Over the weekend, France admitted that keeping its top-notch credit rating would be a stretch without some tough budget decisions, following German hints that Berlin may resort to raising taxes to help bring down its deficit.
Meanwhile, European Central Bank Governing Council member Axel Weber said the European Union needed stricter mechanisms for monitoring member states that receive financial aid from others, and a bankruptcy procedure should be looked at.
Aiding sentiment on Monday, the Business Climate Indicator for the euro zone improved slightly in May, suggesting economic activity in industry would continue to recover in the coming months.
The VDAX-NEW volatility index, a gauge of investor risk appetite or aversion, eased 0.3 percent.

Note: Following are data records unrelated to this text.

//! Review listing types.
//!
//! Reviews are owned by the data service; this crate only lists them.

use chrono::{DateTime, Utc};
use serde::{Deserialize, Serialize};

use super::{ModelId, ReviewId, UserId, VersionId};

#[derive(Debug, Clone, PartialEq, Serialize, Deserialize)]
#[serde(rename_all = "camelCase")]
pub struct Review {
    pub id: ReviewId,
    pub model_id: ModelId,
    #[serde(default)]
    pub model_version_id: Option<VersionId>,
    pub user_id: UserId,
    pub rating: u8,
    #[serde(default)]
    pub text: Option<String>,
    #[serde(default)]
    pub nsfw: bool,
    #[serde(default)]
    pub image_count: u32,
    #[serde(default)]
    pub like_count: u32,
    #[serde(default)]
    pub dislike_count: u32,
    pub created_at: DateTime<Utc>,
}

#[derive(Debug, Clone, Copy, PartialEq, Eq, Hash, Serialize, Deserialize)]
pub enum ReviewFilter {
    #[serde(rename = "nsfw")]
    Nsfw,
    #[serde(rename = "includesImages")]
    IncludesImages,
}

#[derive(Debug, Clone, Copy, Default, PartialEq, Eq, Serialize, Deserialize)]
pub enum ReviewSort {
    #[default]
    #[serde(rename = "newest")]
    Newest,
    #[serde(rename = "mostLiked")]
    MostLiked,
    #[serde(rename = "mostDisliked")]
    MostDisliked,
}

/// Review listing request for one model.
///
/// NSFW reviews are only included when [`ReviewFilter::Nsfw`] is present;
/// [`ReviewFilter::IncludesImages`] restricts the list to reviews with images.
#[derive(Debug, Clone, PartialEq, Serialize, Deserialize)]
#[serde(rename_all = "camelCase")]
pub struct ReviewQuery {
    pub model_id: ModelId,
    #[serde(default)]
    pub filter_by: Vec<ReviewFilter>,
    #[serde(default)]
    pub sort: ReviewSort,
}

impl ReviewQuery {
    pub fn new(model_id: ModelId) -> Self {
        Self {
            model_id,
            filter_by: Vec::new(),
            sort: ReviewSort::default(),
        }
    }

    pub fn has_filter(&self, filter: ReviewFilter) -> bool {
        self.filter_by.contains(&filter)
    }
}

#[derive(Debug, Clone, Serialize, Deserialize)]
#[serde(rename_all = "camelCase")]
pub struct NewReview {
    pub model_id: ModelId,
    #[serde(default)]
    pub model_version_id: Option<VersionId>,
    pub user_id: UserId,
    pub rating: u8,
    #[serde(default)]
    pub text: Option<String>,
    #[serde(default)]
    pub nsfw: bool,
    #[serde(default)]
    pub image_count: u32,
    #[serde(default)]
    pub like_count: u32,
    #[serde(default)]
    pub dislike_count: u32,
}
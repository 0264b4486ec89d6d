//! Version navigator: the horizontally scrollable version selector.
//!
//! The navigator derives a [`VersionListView`] from an immutable snapshot of
//! a model's versions, and turns activations into host events:
//!
//! - activating a version with no files navigates to the completion wizard
//!   at the files step;
//! - otherwise, activating a version with no posts navigates to the wizard
//!   at the posts step;
//! - otherwise the host's `on_version_click` runs exactly once.
//!
//! Menu actions are terminal: they never fall through to selection
//! dispatch. Scroll state is the only state the navigator owns; selection
//! belongs to the host.
//!
//! # Example
//!
//! ```rust,ignore
//! use modelshare_core::navigator::{EventLog, Extents, VersionNavigator};
//!
//! let navigator = VersionNavigator::new(Extents::new(900.0, 400.0));
//! let view = navigator.render(&model.model_versions, Some(2), true);
//!
//! let mut events = EventLog::default();
//! navigator.activate(&model.model_versions, 1, &mut events);
//! ```

mod completeness;
mod menu;
mod scroll;
mod style;
mod view;

pub use completeness::{is_incomplete, Completeness};
pub use menu::{can_delete, entries as menu_entries, MenuAction, MenuEntry};
pub use scroll::{
    Extents, Measure, ScrollAffordances, ScrollBehavior, ScrollDirection, ScrollPosition,
    ScrollRequest,
};
pub use style::{ButtonVariant, ColorScheme, NavigatorStyle};
pub use view::{VersionItemView, VersionListView};

use serde::{Deserialize, Serialize};
use std::collections::HashSet;
use tracing::{debug, warn};

use crate::models::{ModelVersion, VersionId};
use crate::routes::Route;

/// Receiver of navigator signals.
///
/// All calls are fire-and-forget; the navigator never waits on the host.
pub trait NavigatorHost {
    /// A complete version was activated.
    fn on_version_click(&mut self, version: &ModelVersion);

    /// The delete menu entry was activated for a version.
    fn on_delete_click(&mut self, version_id: VersionId);

    /// Full-page navigation.
    fn navigate(&mut self, route: Route);

    /// Move the viewport. Hosts without a scrollable surface may ignore it.
    fn scroll_by(&mut self, _request: ScrollRequest) {}
}

/// A navigator signal captured as data.
#[derive(Debug, Clone, PartialEq, Serialize, Deserialize)]
#[serde(tag = "type", rename_all = "camelCase")]
pub enum NavigatorEvent {
    VersionSelected { version: ModelVersion },
    #[serde(rename_all = "camelCase")]
    DeleteRequested { version_id: VersionId },
    Navigate { route: Route, path: String },
    Scroll { request: ScrollRequest },
}

/// Host that records every signal in order.
#[derive(Debug, Clone, Default, PartialEq, Serialize, Deserialize)]
#[serde(transparent)]
pub struct EventLog {
    events: Vec<NavigatorEvent>,
}

impl EventLog {
    pub fn events(&self) -> &[NavigatorEvent] {
        &self.events
    }

    pub fn is_empty(&self) -> bool {
        self.events.is_empty()
    }

    pub fn len(&self) -> usize {
        self.events.len()
    }

    pub fn drain(&mut self) -> std::vec::Drain<'_, NavigatorEvent> {
        self.events.drain(..)
    }

    pub fn into_events(self) -> Vec<NavigatorEvent> {
        self.events
    }
}

impl NavigatorHost for EventLog {
    fn on_version_click(&mut self, version: &ModelVersion) {
        self.events.push(NavigatorEvent::VersionSelected {
            version: version.clone(),
        });
    }

    fn on_delete_click(&mut self, version_id: VersionId) {
        self.events.push(NavigatorEvent::DeleteRequested { version_id });
    }

    fn navigate(&mut self, route: Route) {
        let path = route.path();
        self.events.push(NavigatorEvent::Navigate { route, path });
    }

    fn scroll_by(&mut self, request: ScrollRequest) {
        self.events.push(NavigatorEvent::Scroll { request });
    }
}

/// The version selector.
///
/// One instance corresponds to one mounted list; dropping it discards the
/// scroll offset.
#[derive(Debug, Clone)]
pub struct VersionNavigator<M> {
    style: NavigatorStyle,
    measure: M,
    position: ScrollPosition,
}

impl<M: Measure> VersionNavigator<M> {
    /// Create a navigator with the default style.
    pub fn new(measure: M) -> Self {
        Self::with_style(NavigatorStyle::default(), measure)
    }

    pub fn with_style(style: NavigatorStyle, measure: M) -> Self {
        Self {
            style,
            measure,
            position: ScrollPosition::default(),
        }
    }

    pub fn style(&self) -> &NavigatorStyle {
        &self.style
    }

    pub fn scroll_position(&self) -> ScrollPosition {
        self.position
    }

    /// Record the offset reported by the host after any scroll.
    pub fn on_scroll_position_change(&mut self, position: ScrollPosition) {
        self.position = position;
    }

    /// Paging affordances for the current offset and a fresh measurement.
    pub fn affordances(&self) -> ScrollAffordances {
        ScrollAffordances::derive(self.position, self.measure.extents())
    }

    /// Derive the list view.
    ///
    /// An empty snapshot renders nothing: no items and no paging controls.
    pub fn render(
        &self,
        versions: &[ModelVersion],
        selected: Option<VersionId>,
        show_menu: bool,
    ) -> VersionListView {
        if versions.is_empty() {
            return VersionListView {
                spacing: self.style.item_spacing,
                ..VersionListView::default()
            };
        }
        warn_on_duplicate_ids(versions);

        let affordances = self.affordances();
        let items = versions
            .iter()
            .map(|version| {
                let active = selected == Some(version.id);
                let completeness = Completeness::of(version);
                let show_warning = completeness.is_incomplete();
                VersionItemView {
                    id: version.id,
                    label: version.name.clone(),
                    active,
                    completeness,
                    show_warning,
                    variant: self.style.variant(active),
                    color: self.style.color(active).to_string(),
                    warning_color: show_warning.then(|| self.style.warning_color.clone()),
                    menu: show_menu.then(|| menu::entries(version, versions.len())),
                }
            })
            .collect();

        VersionListView {
            items,
            show_left_arrow: affordances.can_scroll_left,
            show_right_arrow: affordances.can_scroll_right,
            spacing: self.style.item_spacing,
        }
    }

    /// Activate the version control for `version_id`.
    ///
    /// Returns `false` when the id is not in the snapshot; nothing is
    /// emitted in that case.
    pub fn activate<H>(&self, versions: &[ModelVersion], version_id: VersionId, host: &mut H) -> bool
    where
        H: NavigatorHost + ?Sized,
    {
        let Some(version) = find(versions, version_id) else {
            debug!("Activation ignored: version {} not in list", version_id);
            return false;
        };

        match Completeness::of(version).wizard_step() {
            Some(step) => {
                debug!(
                    "Version {} is incomplete, redirecting to wizard step {}",
                    version.id,
                    step.number()
                );
                host.navigate(Route::Wizard {
                    model_id: version.model_id,
                    version_id: version.id,
                    step,
                });
            }
            None => host.on_version_click(version),
        }
        true
    }

    /// Activate a menu entry of `version_id`.
    ///
    /// Menu actions never reach selection dispatch. An action whose entry
    /// is not rendered (menus hidden, or delete on the only version) is
    /// ignored and returns `false`.
    pub fn activate_menu_action<H>(
        &self,
        versions: &[ModelVersion],
        version_id: VersionId,
        action: MenuAction,
        show_menu: bool,
        host: &mut H,
    ) -> bool
    where
        H: NavigatorHost + ?Sized,
    {
        if !show_menu {
            debug!("Menu action {:?} ignored: menus hidden", action);
            return false;
        }
        let Some(version) = find(versions, version_id) else {
            debug!("Menu action ignored: version {} not in list", version_id);
            return false;
        };

        match action {
            MenuAction::DeleteVersion => {
                if !menu::can_delete(versions.len()) {
                    debug!("Delete ignored: version {} is the only version", version_id);
                    return false;
                }
                host.on_delete_click(version.id);
            }
            MenuAction::EditVersion => host.navigate(menu::edit_route(version)),
            MenuAction::EditCarousel => {
                debug!("Edit carousel is not available yet (version {})", version.id);
            }
        }
        true
    }

    /// Page the viewport one step in `direction`.
    ///
    /// Only a visible control can be activated, so paging toward an edge
    /// that is already reached emits nothing.
    pub fn page<H>(&self, direction: ScrollDirection, host: &mut H) -> Option<ScrollRequest>
    where
        H: NavigatorHost + ?Sized,
    {
        let extents = self.measure.extents();
        if !ScrollAffordances::derive(self.position, extents).allows(direction) {
            return None;
        }
        let request = ScrollRequest::page(direction, self.position.x, extents);
        host.scroll_by(request);
        Some(request)
    }
}

fn find(versions: &[ModelVersion], version_id: VersionId) -> Option<&ModelVersion> {
    versions.iter().find(|v| v.id == version_id)
}

/// Duplicate ids violate the caller's contract; report them, don't repair.
fn warn_on_duplicate_ids(versions: &[ModelVersion]) {
    let mut seen = HashSet::with_capacity(versions.len());
    for version in versions {
        if !seen.insert(version.id) {
            warn!("Duplicate model version id {} in navigator input", version.id);
        }
    }
}

/// First duplicated id in a snapshot, if any.
pub fn duplicate_id(versions: &[ModelVersion]) -> Option<VersionId> {
    let mut seen = HashSet::with_capacity(versions.len());
    versions.iter().map(|v| v.id).find(|id| !seen.insert(*id))
}
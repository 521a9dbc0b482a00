//! Configuration validation utilities for the pickup system.
//!
//! Pluggable implementations (storage backends, catalogs) receive their
//! configuration as raw TOML. This module lets each of them describe the
//! shape it expects and reject malformed values before construction.

use async_trait::async_trait;
use rust_decimal::Decimal;
use std::str::FromStr;
use thiserror::Error;

/// Errors that can occur during configuration validation.
#[derive(Debug, Error)]
pub enum ValidationError {
	/// Error that occurs when a required field is missing.
	#[error("Missing required field: {0}")]
	MissingField(String),
	/// Error that occurs when a field has an invalid value.
	#[error("Invalid value for field '{field}': {message}")]
	InvalidValue { field: String, message: String },
	/// Error that occurs when field type is incorrect.
	#[error("Type mismatch for field '{field}': expected {expected}, got {actual}")]
	TypeMismatch {
		field: String,
		expected: String,
		actual: String,
	},
	/// Error that occurs when deserialization fails.
	#[error("Failed to deserialize config: {0}")]
	DeserializationError(String),
}

/// Represents the type of a configuration field.
#[derive(Debug)]
pub enum FieldType {
	/// A string value.
	String,
	/// An integer value with optional inclusive bounds.
	Integer { min: Option<i64>, max: Option<i64> },
	/// A boolean value.
	Boolean,
	/// A non-negative money amount written as a string ("3.50") or number.
	Money,
	/// An array of values, all of the same type.
	Array(Box<FieldType>),
	/// A table with arbitrary keys whose values share one type.
	Map(Box<FieldType>),
	/// A nested table with its own schema.
	Table(Schema),
}

/// Type alias for field validator functions.
pub type FieldValidator = Box<dyn Fn(&toml::Value) -> Result<(), String> + Send + Sync>;

/// Represents a field in a configuration schema.
pub struct Field {
	pub name: String,
	pub field_type: FieldType,
	pub validator: Option<FieldValidator>,
}

impl std::fmt::Debug for Field {
	fn fmt(&self, f: &mut std::fmt::Formatter<'_>) -> std::fmt::Result {
		f.debug_struct("Field")
			.field("name", &self.name)
			.field("field_type", &self.field_type)
			.field("validator", &self.validator.is_some())
			.finish()
	}
}

impl Field {
	/// Creates a new field with the given name and type.
	pub fn new(name: impl Into<String>, field_type: FieldType) -> Self {
		Self {
			name: name.into(),
			field_type,
			validator: None,
		}
	}

	/// Adds a custom validator to this field.
	///
	/// The validator runs after the type check and returns an error message
	/// when the value is unacceptable.
	pub fn with_validator<F>(mut self, validator: F) -> Self
	where
		F: Fn(&toml::Value) -> Result<(), String> + Send + Sync + 'static,
	{
		self.validator = Some(Box::new(validator));
		self
	}
}

/// Defines a validation schema for a TOML table.
#[derive(Debug)]
pub struct Schema {
	pub required: Vec<Field>,
	pub optional: Vec<Field>,
}

impl Schema {
	/// Creates a new schema with required and optional fields.
	pub fn new(required: Vec<Field>, optional: Vec<Field>) -> Self {
		Self { required, optional }
	}

	/// Validates a TOML value against this schema.
	///
	/// # Errors
	///
	/// Returns an error if a required field is missing, a field has the wrong
	/// type, a custom validator fails, or a nested schema fails.
	pub fn validate(&self, config: &toml::Value) -> Result<(), ValidationError> {
		let table = config
			.as_table()
			.ok_or_else(|| ValidationError::TypeMismatch {
				field: "root".to_string(),
				expected: "table".to_string(),
				actual: config.type_str().to_string(),
			})?;

		for field in &self.required {
			let value = table
				.get(&field.name)
				.ok_or_else(|| ValidationError::MissingField(field.name.clone()))?;
			validate_field(field, value)?;
		}

		for field in &self.optional {
			if let Some(value) = table.get(&field.name) {
				validate_field(field, value)?;
			}
		}

		Ok(())
	}
}

fn validate_field(field: &Field, value: &toml::Value) -> Result<(), ValidationError> {
	validate_field_type(&field.name, value, &field.field_type)?;

	if let Some(validator) = &field.validator {
		validator(value).map_err(|msg| ValidationError::InvalidValue {
			field: field.name.clone(),
			message: msg,
		})?;
	}

	Ok(())
}

fn type_mismatch(field_name: &str, expected: &str, value: &toml::Value) -> ValidationError {
	ValidationError::TypeMismatch {
		field: field_name.to_string(),
		expected: expected.to_string(),
		actual: value.type_str().to_string(),
	}
}

/// Parses a money amount from a TOML value.
///
/// Strings are preferred because TOML floats cannot represent most cent
/// amounts exactly; integers are accepted as whole units.
pub fn parse_money(value: &toml::Value) -> Result<Decimal, String> {
	let amount = match value {
		toml::Value::String(s) => Decimal::from_str(s.trim()).map_err(|e| e.to_string())?,
		toml::Value::Integer(i) => Decimal::from(*i),
		toml::Value::Float(f) => Decimal::try_from(*f).map_err(|e| e.to_string())?,
		other => return Err(format!("expected a money amount, got {}", other.type_str())),
	};
	if amount.is_sign_negative() {
		return Err(format!("amount {} must not be negative", amount));
	}
	Ok(amount)
}

fn validate_field_type(
	field_name: &str,
	value: &toml::Value,
	expected_type: &FieldType,
) -> Result<(), ValidationError> {
	match expected_type {
		FieldType::String => {
			if !value.is_str() {
				return Err(type_mismatch(field_name, "string", value));
			}
		},
		FieldType::Integer { min, max } => {
			let int_val = value
				.as_integer()
				.ok_or_else(|| type_mismatch(field_name, "integer", value))?;

			if let Some(min_val) = min {
				if int_val < *min_val {
					return Err(ValidationError::InvalidValue {
						field: field_name.to_string(),
						message: format!("Value {} is less than minimum {}", int_val, min_val),
					});
				}
			}
			if let Some(max_val) = max {
				if int_val > *max_val {
					return Err(ValidationError::InvalidValue {
						field: field_name.to_string(),
						message: format!("Value {} is greater than maximum {}", int_val, max_val),
					});
				}
			}
		},
		FieldType::Boolean => {
			if !value.is_bool() {
				return Err(type_mismatch(field_name, "boolean", value));
			}
		},
		FieldType::Money => {
			parse_money(value).map_err(|message| ValidationError::InvalidValue {
				field: field_name.to_string(),
				message,
			})?;
		},
		FieldType::Array(inner_type) => {
			let array = value
				.as_array()
				.ok_or_else(|| type_mismatch(field_name, "array", value))?;
			for (i, item) in array.iter().enumerate() {
				validate_field_type(&format!("{}[{}]", field_name, i), item, inner_type)?;
			}
		},
		FieldType::Map(inner_type) => {
			let table = value
				.as_table()
				.ok_or_else(|| type_mismatch(field_name, "table", value))?;
			for (key, item) in table {
				validate_field_type(&format!("{}.{}", field_name, key), item, inner_type)?;
			}
		},
		FieldType::Table(schema) => {
			schema.validate(value).map_err(|e| match e {
				ValidationError::MissingField(f) => {
					ValidationError::MissingField(format!("{}.{}", field_name, f))
				},
				ValidationError::InvalidValue { field, message } => ValidationError::InvalidValue {
					field: format!("{}.{}", field_name, field),
					message,
				},
				ValidationError::TypeMismatch {
					field,
					expected,
					actual,
				} => ValidationError::TypeMismatch {
					field: format!("{}.{}", field_name, field),
					expected,
					actual,
				},
				other => other,
			})?;
		},
	}

	Ok(())
}

/// Trait defining a configuration schema that can validate TOML values.
#[async_trait]
pub trait ConfigSchema: Send + Sync {
	/// Validates a TOML configuration value against this schema.
	fn validate(&self, config: &toml::Value) -> Result<(), ValidationError>;
}
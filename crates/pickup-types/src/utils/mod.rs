//! Utility functions shared across the pickup crates.
//!
//! Small helpers for log-friendly formatting of identifiers, tokens and
//! money amounts.

pub mod formatting;

pub use formatting::{format_money, mask_token, truncate_id};
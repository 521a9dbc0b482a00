//! Core pickup engine that owns the order lifecycle services.
//!
//! The engine wires storage, catalog, account penalties and the lifecycle
//! manager together, runs the expiry reaper in the background, and writes an
//! audit trail of every lifecycle event until shutdown.

pub mod event_bus;
pub mod lifecycle;
pub mod token_issuer;

use crate::monitoring::ExpiryReaper;
use crate::recovery::RecoveryService;
use crate::state::OrderLifecycleManager;
use pickup_account::AccountPenaltyService;
use pickup_config::Config;
use pickup_storage::StorageService;
use pickup_types::{truncate_id, LifecycleEvent};
use std::sync::Arc;
use thiserror::Error;
use tokio::sync::broadcast::error::RecvError;
use tokio_util::sync::CancellationToken;

/// Errors that can occur during engine operations.
#[derive(Debug, Error)]
pub enum EngineError {
	#[error("Configuration error: {0}")]
	Config(String),
	#[error("Service error: {0}")]
	Service(String),
}

/// Main pickup engine.
#[derive(Clone)]
pub struct PickupEngine {
	/// Service configuration.
	pub(crate) config: Config,
	/// Storage service for orders, tokens and accounts.
	pub(crate) storage: Arc<StorageService>,
	/// Strike and loyalty bookkeeping.
	pub(crate) penalties: Arc<AccountPenaltyService>,
	/// Order creation, verification and cancellation.
	pub(crate) orders: Arc<OrderLifecycleManager>,
	/// Background expiry sweep.
	pub(crate) reaper: Arc<ExpiryReaper>,
	/// Event bus for lifecycle events.
	pub(crate) event_bus: event_bus::EventBus,
	/// Cancelled once to stop background tasks.
	pub(crate) shutdown_token: CancellationToken,
}

impl PickupEngine {
	/// Creates a new pickup engine with the given services.
	pub fn new(
		config: Config,
		storage: Arc<StorageService>,
		penalties: Arc<AccountPenaltyService>,
		orders: Arc<OrderLifecycleManager>,
		event_bus: event_bus::EventBus,
	) -> Self {
		let shutdown = CancellationToken::new();
		let reaper = Arc::new(ExpiryReaper::new(
			storage.clone(),
			orders.clone(),
			config.reaper.batch_size,
			config.reaper.interval(),
			shutdown.clone(),
		));

		Self {
			config,
			storage,
			penalties,
			orders,
			reaper,
			event_bus,
			shutdown_token: shutdown,
		}
	}

	/// Main execution loop: recovers state, starts the reaper and audits
	/// events until ctrl-c or [`PickupEngine::stop`].
	pub async fn run(&self) -> Result<(), EngineError> {
		self.initialize().await?;

		let mut event_receiver = self.event_bus.subscribe();

		let reaper_handle = if self.config.reaper.enabled {
			let reaper = self.reaper.clone();
			tracing::info!(
				interval_seconds = self.config.reaper.interval_seconds,
				batch_size = self.config.reaper.batch_size,
				"Starting expiry reaper"
			);
			Some(tokio::spawn(async move { reaper.run().await }))
		} else {
			tracing::warn!("Expiry reaper disabled; overdue orders expire only on verification");
			None
		};

		loop {
			tokio::select! {
				event = event_receiver.recv() => {
					match event {
						Ok(event) => audit(&event),
						Err(RecvError::Lagged(missed)) => {
							tracing::warn!(missed, "Audit log fell behind lifecycle events");
						}
						Err(RecvError::Closed) => break,
					}
				}

				_ = tokio::signal::ctrl_c() => {
					break;
				}

				_ = self.shutdown_token.cancelled() => {
					break;
				}
			}
		}

		self.shutdown_token.cancel();
		if let Some(handle) = reaper_handle {
			if let Err(e) = handle.await {
				tracing::error!(error = %e, "Expiry reaper task failed");
			}
		}
		self.shutdown().await?;
		Ok(())
	}

	/// Requests shutdown; `run` returns once background work has stopped.
	pub fn stop(&self) {
		self.shutdown_token.cancel();
	}

	/// Returns the service configuration.
	pub fn config(&self) -> &Config {
		&self.config
	}

	/// Returns the storage service.
	pub fn storage(&self) -> &Arc<StorageService> {
		&self.storage
	}

	/// Returns the account penalty service.
	pub fn penalties(&self) -> &Arc<AccountPenaltyService> {
		&self.penalties
	}

	/// Returns the order lifecycle manager.
	pub fn orders(&self) -> &Arc<OrderLifecycleManager> {
		&self.orders
	}

	/// Returns the expiry reaper.
	pub fn reaper(&self) -> &Arc<ExpiryReaper> {
		&self.reaper
	}

	/// Returns the event bus.
	pub fn event_bus(&self) -> &event_bus::EventBus {
		&self.event_bus
	}

	pub(crate) fn recovery(&self) -> RecoveryService {
		RecoveryService::new(self.reaper.clone())
	}
}

/// Writes one audit line per lifecycle event.
fn audit(event: &LifecycleEvent) {
	match event {
		LifecycleEvent::OrderCreated { order } => tracing::info!(
			target: "pickup::audit",
			order_id = %truncate_id(&order.id),
			account_id = %truncate_id(&order.account_id),
			total = %order.total,
			"order created"
		),
		LifecycleEvent::OrderCompleted {
			order_id,
			account_id,
			total,
			pickup_time,
		} => tracing::info!(
			target: "pickup::audit",
			order_id = %truncate_id(order_id),
			account_id = %truncate_id(account_id),
			total = %total,
			pickup_time = %pickup_time,
			"order completed"
		),
		LifecycleEvent::OrderExpired {
			order_id,
			account_id,
			source,
		} => tracing::info!(
			target: "pickup::audit",
			order_id = %truncate_id(order_id),
			account_id = %truncate_id(account_id),
			source = ?source,
			"order expired"
		),
		LifecycleEvent::OrderCancelled {
			order_id,
			account_id,
		} => tracing::info!(
			target: "pickup::audit",
			order_id = %truncate_id(order_id),
			account_id = %truncate_id(account_id),
			"order cancelled"
		),
		LifecycleEvent::AccountBlocked {
			account_id,
			strike_count,
		} => tracing::warn!(
			target: "pickup::audit",
			account_id = %truncate_id(account_id),
			strike_count,
			"account blocked"
		),
	}
}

The lower the volatility index, which is based on sell- and buy-options on Frankfurt's top-30 stocks, the higher is investor's appetite for risky assets such as equities.
European markets were little impacted as tensions spread across the Middle East after the Israeli navy boarded ships in an aid convoy, some flying Turkish flags, and killed more than a dozen people. Turkish shares fell more than 2 percent.
BP shares in Frankfurt shed 7.8 percent after its latest attempt to plug an oil leak in the Gulf of Mexico failed. U.S. government and BP officials warned the leak from the blown-out oil well may not be stopped until August.
With the oil sector, it was mixed. Royal Dutch Shell rose 0.6 percent, while Total fell 0.4 percent.
Among other individual movers, Finmeccanica put on 2.1 percent. The Rome prosecutor's office denied it was probing the Italian defence and aerospace company in a money-laundering investigation.